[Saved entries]
----
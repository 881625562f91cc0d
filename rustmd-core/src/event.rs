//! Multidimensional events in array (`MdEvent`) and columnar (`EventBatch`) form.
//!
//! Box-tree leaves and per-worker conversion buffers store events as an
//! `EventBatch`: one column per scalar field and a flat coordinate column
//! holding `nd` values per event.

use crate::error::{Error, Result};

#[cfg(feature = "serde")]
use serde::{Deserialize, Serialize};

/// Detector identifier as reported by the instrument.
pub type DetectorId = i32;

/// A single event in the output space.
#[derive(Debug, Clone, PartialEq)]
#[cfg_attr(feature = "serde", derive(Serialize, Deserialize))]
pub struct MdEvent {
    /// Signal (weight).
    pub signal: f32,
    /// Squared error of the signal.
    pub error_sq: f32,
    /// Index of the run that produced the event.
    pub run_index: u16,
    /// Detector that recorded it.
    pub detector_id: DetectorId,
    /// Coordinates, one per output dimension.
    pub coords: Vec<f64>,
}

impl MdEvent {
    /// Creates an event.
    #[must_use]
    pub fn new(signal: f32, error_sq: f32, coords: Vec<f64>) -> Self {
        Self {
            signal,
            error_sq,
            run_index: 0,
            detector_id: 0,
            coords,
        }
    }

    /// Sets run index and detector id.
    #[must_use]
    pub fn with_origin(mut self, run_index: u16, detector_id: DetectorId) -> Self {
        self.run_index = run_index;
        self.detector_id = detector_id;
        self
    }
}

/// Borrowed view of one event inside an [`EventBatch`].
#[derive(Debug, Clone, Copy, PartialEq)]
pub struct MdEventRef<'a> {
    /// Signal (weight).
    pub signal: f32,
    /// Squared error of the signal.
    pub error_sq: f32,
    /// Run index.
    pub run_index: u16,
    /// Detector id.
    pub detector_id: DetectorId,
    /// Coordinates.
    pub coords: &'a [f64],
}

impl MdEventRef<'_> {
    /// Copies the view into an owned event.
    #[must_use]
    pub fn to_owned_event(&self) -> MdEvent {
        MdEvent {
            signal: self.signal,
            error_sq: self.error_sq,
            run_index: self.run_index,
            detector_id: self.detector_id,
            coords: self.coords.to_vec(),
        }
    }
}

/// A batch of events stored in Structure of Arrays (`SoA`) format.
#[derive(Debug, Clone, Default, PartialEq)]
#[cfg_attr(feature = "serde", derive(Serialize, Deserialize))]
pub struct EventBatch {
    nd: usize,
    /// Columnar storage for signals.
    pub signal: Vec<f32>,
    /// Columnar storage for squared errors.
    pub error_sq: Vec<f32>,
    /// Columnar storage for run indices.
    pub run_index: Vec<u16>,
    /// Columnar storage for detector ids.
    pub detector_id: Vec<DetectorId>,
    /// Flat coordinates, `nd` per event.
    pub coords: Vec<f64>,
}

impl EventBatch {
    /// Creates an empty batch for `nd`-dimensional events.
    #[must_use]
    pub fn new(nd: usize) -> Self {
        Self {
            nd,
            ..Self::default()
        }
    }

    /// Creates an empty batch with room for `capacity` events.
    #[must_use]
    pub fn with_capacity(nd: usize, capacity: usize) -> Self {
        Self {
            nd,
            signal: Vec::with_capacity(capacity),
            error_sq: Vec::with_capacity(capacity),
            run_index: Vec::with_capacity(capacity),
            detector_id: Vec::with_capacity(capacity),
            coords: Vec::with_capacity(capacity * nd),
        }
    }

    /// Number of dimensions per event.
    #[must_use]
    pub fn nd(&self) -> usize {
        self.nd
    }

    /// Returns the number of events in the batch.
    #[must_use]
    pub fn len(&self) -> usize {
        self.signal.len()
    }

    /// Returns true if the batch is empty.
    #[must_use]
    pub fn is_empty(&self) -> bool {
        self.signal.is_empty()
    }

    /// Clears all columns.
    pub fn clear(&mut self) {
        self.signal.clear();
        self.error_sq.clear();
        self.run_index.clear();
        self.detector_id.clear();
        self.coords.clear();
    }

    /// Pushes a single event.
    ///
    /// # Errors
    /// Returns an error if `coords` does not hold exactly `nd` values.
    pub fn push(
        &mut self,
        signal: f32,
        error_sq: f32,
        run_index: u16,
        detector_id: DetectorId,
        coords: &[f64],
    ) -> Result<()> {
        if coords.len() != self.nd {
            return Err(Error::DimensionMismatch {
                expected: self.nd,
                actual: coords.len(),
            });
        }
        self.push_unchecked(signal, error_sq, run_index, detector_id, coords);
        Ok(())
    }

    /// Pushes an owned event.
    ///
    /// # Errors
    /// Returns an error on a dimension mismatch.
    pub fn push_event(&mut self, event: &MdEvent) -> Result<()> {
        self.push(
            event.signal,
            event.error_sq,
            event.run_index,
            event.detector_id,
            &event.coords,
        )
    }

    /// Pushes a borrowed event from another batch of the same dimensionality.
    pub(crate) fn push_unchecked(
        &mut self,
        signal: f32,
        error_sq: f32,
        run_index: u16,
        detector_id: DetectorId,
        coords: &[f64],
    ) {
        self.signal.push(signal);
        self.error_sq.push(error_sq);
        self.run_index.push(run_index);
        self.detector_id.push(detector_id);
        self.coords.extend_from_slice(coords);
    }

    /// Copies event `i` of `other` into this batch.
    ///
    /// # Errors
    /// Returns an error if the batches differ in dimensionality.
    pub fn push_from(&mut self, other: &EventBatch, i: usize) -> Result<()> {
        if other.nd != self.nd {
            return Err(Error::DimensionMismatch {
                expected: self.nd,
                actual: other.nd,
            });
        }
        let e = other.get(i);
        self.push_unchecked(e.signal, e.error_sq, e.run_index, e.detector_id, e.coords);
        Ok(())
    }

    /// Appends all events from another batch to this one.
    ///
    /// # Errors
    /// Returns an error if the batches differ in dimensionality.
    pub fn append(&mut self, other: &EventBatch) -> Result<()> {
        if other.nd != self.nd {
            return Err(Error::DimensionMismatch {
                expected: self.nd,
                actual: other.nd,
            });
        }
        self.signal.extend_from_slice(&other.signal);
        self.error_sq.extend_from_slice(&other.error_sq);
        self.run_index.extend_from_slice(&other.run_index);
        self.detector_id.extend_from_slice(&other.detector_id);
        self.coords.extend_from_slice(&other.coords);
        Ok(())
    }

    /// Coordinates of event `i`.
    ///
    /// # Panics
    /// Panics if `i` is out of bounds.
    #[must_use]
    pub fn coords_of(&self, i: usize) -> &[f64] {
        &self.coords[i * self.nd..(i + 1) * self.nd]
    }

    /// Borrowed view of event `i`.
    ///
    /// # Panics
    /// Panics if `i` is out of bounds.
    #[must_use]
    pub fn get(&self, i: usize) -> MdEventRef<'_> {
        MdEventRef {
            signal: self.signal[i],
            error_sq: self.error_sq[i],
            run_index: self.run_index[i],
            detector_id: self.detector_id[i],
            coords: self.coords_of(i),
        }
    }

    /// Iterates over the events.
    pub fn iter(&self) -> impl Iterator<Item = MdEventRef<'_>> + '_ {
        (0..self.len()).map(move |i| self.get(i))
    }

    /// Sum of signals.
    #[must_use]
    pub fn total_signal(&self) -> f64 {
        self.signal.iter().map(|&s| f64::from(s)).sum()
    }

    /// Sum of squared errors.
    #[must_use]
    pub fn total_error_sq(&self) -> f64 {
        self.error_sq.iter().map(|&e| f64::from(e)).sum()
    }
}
----
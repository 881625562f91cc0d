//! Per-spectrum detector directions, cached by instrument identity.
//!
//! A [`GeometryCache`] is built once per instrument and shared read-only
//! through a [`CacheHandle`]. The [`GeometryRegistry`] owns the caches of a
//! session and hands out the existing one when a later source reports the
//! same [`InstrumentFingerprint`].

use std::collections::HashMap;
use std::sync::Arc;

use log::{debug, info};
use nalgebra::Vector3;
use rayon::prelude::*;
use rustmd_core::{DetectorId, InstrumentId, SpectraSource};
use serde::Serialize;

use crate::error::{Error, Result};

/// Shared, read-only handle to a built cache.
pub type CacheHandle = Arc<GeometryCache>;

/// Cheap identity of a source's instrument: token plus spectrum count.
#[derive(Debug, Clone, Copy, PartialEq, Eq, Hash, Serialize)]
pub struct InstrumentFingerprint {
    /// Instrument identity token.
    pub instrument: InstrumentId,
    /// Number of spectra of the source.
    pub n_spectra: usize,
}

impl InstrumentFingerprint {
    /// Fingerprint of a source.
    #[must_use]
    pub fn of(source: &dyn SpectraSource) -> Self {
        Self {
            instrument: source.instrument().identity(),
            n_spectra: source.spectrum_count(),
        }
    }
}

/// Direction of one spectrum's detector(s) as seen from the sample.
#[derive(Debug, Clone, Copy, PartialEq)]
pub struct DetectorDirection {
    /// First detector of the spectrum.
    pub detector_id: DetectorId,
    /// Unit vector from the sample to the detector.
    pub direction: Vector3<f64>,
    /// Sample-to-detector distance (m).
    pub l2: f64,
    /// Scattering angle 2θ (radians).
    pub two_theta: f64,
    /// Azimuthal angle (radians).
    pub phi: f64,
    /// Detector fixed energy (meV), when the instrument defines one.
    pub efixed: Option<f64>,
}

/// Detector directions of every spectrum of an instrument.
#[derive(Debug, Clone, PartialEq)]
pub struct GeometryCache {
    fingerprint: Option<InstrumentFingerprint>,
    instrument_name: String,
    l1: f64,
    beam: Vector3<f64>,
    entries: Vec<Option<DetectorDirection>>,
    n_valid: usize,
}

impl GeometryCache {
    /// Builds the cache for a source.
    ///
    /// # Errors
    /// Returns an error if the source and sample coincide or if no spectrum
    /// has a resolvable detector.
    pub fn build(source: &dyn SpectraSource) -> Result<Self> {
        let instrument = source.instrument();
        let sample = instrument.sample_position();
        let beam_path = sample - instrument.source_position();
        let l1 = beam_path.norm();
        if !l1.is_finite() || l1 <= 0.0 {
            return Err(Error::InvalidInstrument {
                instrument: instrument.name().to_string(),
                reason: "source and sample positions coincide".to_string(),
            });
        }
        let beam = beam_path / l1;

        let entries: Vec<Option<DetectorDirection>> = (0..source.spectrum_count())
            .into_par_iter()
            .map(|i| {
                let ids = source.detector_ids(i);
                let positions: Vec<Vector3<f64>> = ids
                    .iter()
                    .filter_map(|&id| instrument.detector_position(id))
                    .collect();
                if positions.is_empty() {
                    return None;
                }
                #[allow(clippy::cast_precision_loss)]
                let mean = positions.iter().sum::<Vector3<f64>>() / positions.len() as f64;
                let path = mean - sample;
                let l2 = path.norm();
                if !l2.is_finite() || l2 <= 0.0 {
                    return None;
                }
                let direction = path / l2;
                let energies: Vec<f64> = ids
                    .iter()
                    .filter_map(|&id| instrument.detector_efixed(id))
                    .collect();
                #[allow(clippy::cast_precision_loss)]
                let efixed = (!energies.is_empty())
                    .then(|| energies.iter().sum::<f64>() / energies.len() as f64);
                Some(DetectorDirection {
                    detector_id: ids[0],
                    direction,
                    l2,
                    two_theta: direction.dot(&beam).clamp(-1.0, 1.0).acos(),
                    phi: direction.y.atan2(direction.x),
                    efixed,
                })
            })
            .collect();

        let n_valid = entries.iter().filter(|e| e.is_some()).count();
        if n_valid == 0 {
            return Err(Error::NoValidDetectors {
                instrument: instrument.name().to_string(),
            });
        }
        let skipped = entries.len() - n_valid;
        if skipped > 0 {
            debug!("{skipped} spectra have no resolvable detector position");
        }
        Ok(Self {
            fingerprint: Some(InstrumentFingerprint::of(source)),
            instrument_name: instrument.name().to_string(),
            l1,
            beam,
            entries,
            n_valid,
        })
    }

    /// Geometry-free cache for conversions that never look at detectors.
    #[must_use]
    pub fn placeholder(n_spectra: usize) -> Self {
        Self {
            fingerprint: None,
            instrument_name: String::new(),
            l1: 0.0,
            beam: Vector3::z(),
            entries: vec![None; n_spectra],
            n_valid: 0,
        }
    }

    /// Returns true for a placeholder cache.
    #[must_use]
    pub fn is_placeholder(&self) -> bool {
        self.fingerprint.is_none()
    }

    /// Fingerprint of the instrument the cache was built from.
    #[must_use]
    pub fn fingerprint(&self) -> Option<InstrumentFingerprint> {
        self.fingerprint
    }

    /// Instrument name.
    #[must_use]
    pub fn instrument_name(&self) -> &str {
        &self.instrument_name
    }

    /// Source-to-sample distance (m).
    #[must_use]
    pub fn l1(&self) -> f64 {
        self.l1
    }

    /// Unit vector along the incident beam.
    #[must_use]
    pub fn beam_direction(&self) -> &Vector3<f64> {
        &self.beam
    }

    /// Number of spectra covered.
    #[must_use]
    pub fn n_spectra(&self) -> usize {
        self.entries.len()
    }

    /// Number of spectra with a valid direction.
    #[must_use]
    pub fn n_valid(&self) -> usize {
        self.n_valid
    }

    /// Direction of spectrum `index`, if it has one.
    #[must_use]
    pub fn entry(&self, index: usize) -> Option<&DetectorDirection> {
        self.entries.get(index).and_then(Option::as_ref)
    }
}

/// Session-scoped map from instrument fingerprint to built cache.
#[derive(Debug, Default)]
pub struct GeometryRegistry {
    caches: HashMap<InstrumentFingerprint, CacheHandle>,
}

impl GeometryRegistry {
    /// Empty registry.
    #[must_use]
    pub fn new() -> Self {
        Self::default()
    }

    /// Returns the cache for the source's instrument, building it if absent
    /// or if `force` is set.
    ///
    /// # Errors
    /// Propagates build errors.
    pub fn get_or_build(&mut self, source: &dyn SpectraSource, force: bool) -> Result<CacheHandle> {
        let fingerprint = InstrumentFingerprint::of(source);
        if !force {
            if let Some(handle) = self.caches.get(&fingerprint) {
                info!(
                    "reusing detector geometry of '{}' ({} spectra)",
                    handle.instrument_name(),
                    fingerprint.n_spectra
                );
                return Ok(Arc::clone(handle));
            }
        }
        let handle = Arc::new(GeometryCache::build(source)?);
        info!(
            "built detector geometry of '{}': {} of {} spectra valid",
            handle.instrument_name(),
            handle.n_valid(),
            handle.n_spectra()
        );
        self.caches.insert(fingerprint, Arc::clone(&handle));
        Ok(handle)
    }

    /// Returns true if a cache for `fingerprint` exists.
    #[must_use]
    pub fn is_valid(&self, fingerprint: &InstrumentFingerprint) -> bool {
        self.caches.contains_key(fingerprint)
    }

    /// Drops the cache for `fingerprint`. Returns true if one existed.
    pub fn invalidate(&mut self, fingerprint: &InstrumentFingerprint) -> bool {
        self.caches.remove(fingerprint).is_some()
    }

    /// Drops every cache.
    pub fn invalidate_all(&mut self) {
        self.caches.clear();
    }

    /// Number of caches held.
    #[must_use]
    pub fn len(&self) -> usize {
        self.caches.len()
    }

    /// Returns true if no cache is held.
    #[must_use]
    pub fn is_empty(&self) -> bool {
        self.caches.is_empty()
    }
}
----
• DESCRIPTION OF THE TASK:
If the string "capacity" is in a line of the entries, pick that line out.

• THE ANSWER:
    /// Creates an empty batch with room for `capacity` events.
    pub fn with_capacity(nd: usize, capacity: usize) -> Self {
            signal: Vec::with_capacity(capacity),
            error_sq: Vec::with_capacity(capacity),
            run_index: Vec::with_capacity(capacity),
            detector_id: Vec::with_capacity(capacity),
            coords: Vec::with_capacity(capacity * nd),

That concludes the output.